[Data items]

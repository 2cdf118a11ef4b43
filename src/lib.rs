//! envmerge: Lambda environment merging
//!
//! Reads the environment-variable configuration of one Lambda function, overlays a
//! set of SMS gateway variables, and writes the merged set back as the function's
//! full environment. Existing variables are always preserved; patch values win.

pub mod config;
pub mod error;
pub mod logging;
pub mod mask;
pub mod merger;
pub mod patch;
pub mod provider;
pub mod report;
pub mod tooling;
pub mod types;

pub use error::EnvMergeError;
pub use merger::{merge, EnvironmentMerger, MergeSummary, UpdateOutcome};
pub use types::{EnvironmentSet, FunctionTarget};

Directions for this task:
Repeat, without change, each line of the data above from the one that contains "pub mod merger;" through the final line, counting both.

Response to this task:
pub mod merger;
pub mod patch;
pub mod provider;
pub mod report;
pub mod tooling;
pub mod types;

pub use error::EnvMergeError;
pub use merger::{merge, EnvironmentMerger, MergeSummary, UpdateOutcome};
pub use types::{EnvironmentSet, FunctionTarget};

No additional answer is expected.